1. Synopsis

Storms and other severe weather events can cause both public health and economic problems for communities and municipalities. This project involves exploring the U.S. National Oceanic and Atmospheric Administration’s (NOAA) storm database. It’s going to answering two questions: (1) Across the United States, which types of events are most harmful with respect to population health? (2) Across the United States, which types of events have the greatest economic consequences? The answers are tonardo and flood respectively.

2. Data Processing

2.1 Importing Data

  1. Download the data file from the url: https://d396qusza40orc.cloudfront.net/repdata%2Fdata%2FStormData.csv.bz2
  2. Unzip the file and rename the document as “StormData.csv”
  3. Read in the csv file using read_csv
  4. Store the dataset to the data frame called “StormData”
StormData <- read_csv("StormData.csv")
dimension <- dim(StormData)
total_events <- length(table(StormData$EVTYPE))

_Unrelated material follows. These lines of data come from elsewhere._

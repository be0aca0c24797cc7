pub mod error_classifier;
pub mod error_recovery;
pub mod repair_loop;

pub use error_classifier::*;
pub use error_recovery::*;
pub use repair_loop::*;
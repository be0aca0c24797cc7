use anyhow::{Context, Result};
use clap::{Parser, Subcommand};
use polars::prelude::*;
use std::path::PathBuf;
use std::sync::Arc;
use std::time::Duration;
use tabular_insights::catalog::describe::format_count;
use tabular_insights::{
    CatalogSettings, LlmClient, LlmSettings, Pipeline, PipelineSettings, QueryMode, QueryOutcome, RepairPolicy,
    SchemaCatalog, SummaryPreset,
};
use tokio::io::{AsyncBufReadExt, AsyncWriteExt, BufReader};
use tracing::info;
use tracing_subscriber::EnvFilter;

#[derive(Parser)]
#[command(name = "insights")]
#[command(about = "Ask questions about CSV data in plain language")]
struct Args {
    /// Directory holding the CSV sources
    #[arg(short, long, default_value = "data", global = true)]
    data_dir: PathBuf,

    /// OpenAI API key (or set OPENAI_API_KEY env var)
    #[arg(long, global = true)]
    api_key: Option<String>,

    /// Chat model (or set OPENAI_MODEL)
    #[arg(long, global = true)]
    model: Option<String>,

    /// Chat-completions base URL (or set OPENAI_BASE_URL)
    #[arg(long, global = true)]
    base_url: Option<String>,

    /// Also attempt a repair for errors outside the known vocabulary
    #[arg(long, global = true)]
    repair_unclassified: bool,

    /// Deadline for each model call, in seconds
    #[arg(long, global = true)]
    timeout_secs: Option<u64>,

    #[command(subcommand)]
    command: Command,
}

#[derive(Subcommand)]
enum Command {
    /// Answer one question
    Ask {
        question: String,
        #[arg(long, default_value = "qa")]
        mode: QueryMode,
        /// Print the full outcome as JSON
        #[arg(long)]
        json: bool,
        /// Write the result table to a CSV file
        #[arg(long)]
        export: Option<PathBuf>,
    },
    /// Run a canned summarization
    Summarize {
        #[arg(long, default_value = "overall")]
        kind: SummaryPreset,
        #[arg(long)]
        json: bool,
    },
    /// List loaded tables
    Tables,
    /// Print the schema description handed to the model
    Schema,
    /// Show statistics and sample rows of one table
    Explore {
        table: String,
        #[arg(long, default_value_t = 10)]
        rows: usize,
    },
    /// Find columns whose name contains a keyword
    Search { keyword: String },
    /// Quick totals for amount and quantity columns
    Insights,
    /// Ask questions line by line from stdin
    Chat {
        #[arg(long, default_value = "qa")]
        mode: QueryMode,
    },
}

#[tokio::main]
async fn main() -> Result<()> {
    dotenv::dotenv().ok();
    tracing_subscriber::fmt()
        .with_env_filter(EnvFilter::try_from_default_env().unwrap_or_else(|_| EnvFilter::new("info")))
        .init();

    let args = Args::parse();

    info!("Loading data from {}", args.data_dir.display());
    let catalog = SchemaCatalog::load_dir(&args.data_dir, CatalogSettings::default())
        .with_context(|| format!("failed to load data directory {}", args.data_dir.display()))?;
    info!("Loaded {} tables", catalog.tables().len());

    match &args.command {
        Command::Tables => {
            for table in catalog.table_records() {
                println!(
                    "{:<40} {:>12} rows  {:>4} columns  ({})",
                    table.name,
                    format_count(table.row_count),
                    table.columns.len(),
                    table.origin
                );
            }
        }
        Command::Schema => println!("{}", catalog.schema_description()),
        Command::Explore { table, rows } => {
            let summary = catalog
                .summary_statistics(table)?
                .with_context(|| format!("unknown table '{}'", table))?;
            println!("{}", serde_json::to_string_pretty(&summary)?);
            println!("{}", catalog.sample_rows(table, *rows));
        }
        Command::Search { keyword } => {
            let found = catalog.search_columns(keyword);
            if found.is_empty() {
                println!("No columns match '{}'", keyword);
            }
            for (table, columns) in found {
                println!("{}: {}", table, columns.join(", "));
            }
        }
        Command::Insights => {
            for (table, lines) in catalog.generate_insights()? {
                println!("== {} ==", table);
                for line in lines {
                    println!("  {}", line);
                }
            }
        }
        Command::Ask {
            question,
            mode,
            json,
            export,
        } => {
            let pipeline = build_pipeline(&args, catalog)?;
            let outcome = pipeline.process_query(question, *mode).await;
            print_outcome(&outcome, *json)?;
            if let Some(path) = export {
                export_csv(&outcome, path)?;
            }
        }
        Command::Summarize { kind, json } => {
            let pipeline = build_pipeline(&args, catalog)?;
            let outcome = pipeline.summarize(*kind).await;
            print_outcome(&outcome, *json)?;
        }
        Command::Chat { mode } => {
            let pipeline = build_pipeline(&args, catalog)?;
            let mut stdout = tokio::io::stdout();
            let mut lines = BufReader::new(tokio::io::stdin()).lines();
            loop {
                stdout.write_all(b"> ").await?;
                stdout.flush().await?;
                let line = match lines.next_line().await? {
                    Some(line) => line,
                    None => break,
                };
                let question = line.trim();
                if question.is_empty() {
                    continue;
                }
                if matches!(question, "exit" | "quit") {
                    break;
                }
                let outcome = pipeline.process_query(question, *mode).await;
                print_outcome(&outcome, false)?;
            }
        }
    }

    Ok(())
}

fn build_pipeline(args: &Args, catalog: SchemaCatalog) -> Result<Pipeline> {
    let llm_settings = LlmSettings::from_env(args.api_key.clone())?
        .with_model(args.model.clone())
        .with_base_url(args.base_url.clone());
    info!("Using model {}", llm_settings.model);

    let mut settings = PipelineSettings::from_env();
    if args.repair_unclassified {
        settings.repair_policy = RepairPolicy::Always;
    }
    if let Some(secs) = args.timeout_secs {
        settings.model_timeout = Some(Duration::from_secs(secs));
    }

    let model = Arc::new(LlmClient::from_settings(&llm_settings));
    Ok(Pipeline::new(Arc::new(catalog), model, settings))
}

fn print_outcome(outcome: &QueryOutcome, json: bool) -> Result<()> {
    if json {
        println!("{}", serde_json::to_string_pretty(outcome)?);
        return Ok(());
    }

    println!("\n{}\n", outcome.response);
    if !outcome.sql_text.is_empty() {
        println!("SQL:\n{}\n", outcome.sql_text);
    }
    if outcome.result_table.height() > 0 {
        println!("{}", outcome.result_table.head(Some(10)));
    }
    for warning in &outcome.validation_report.warnings {
        println!("⚠️  {}", warning);
    }
    Ok(())
}

fn export_csv(outcome: &QueryOutcome, path: &PathBuf) -> Result<()> {
    let mut df = outcome.result_table.clone();
    let mut file = std::fs::File::create(path).with_context(|| format!("cannot create {}", path.display()))?;
    CsvWriter::new(&mut file).include_header(true).finish(&mut df)?;
    info!("Exported {} rows to {}", df.height(), path.display());
    Ok(())
}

The dataset contains 902297 observations and 37 variables. According to the National Weather Service Storm Data Documentation, Section 2.1.1 Storm Data Event Table (The URL of that documentation: https://d396qusza40orc.cloudfront.net/repdata%2Fpeer2_doc%2Fpd01016005curr.pdf), the storm data contains 48 different storm events. However, the imported dataset contains 977 different storm events. Hence, rows which contains unsuitable event types have to be removed.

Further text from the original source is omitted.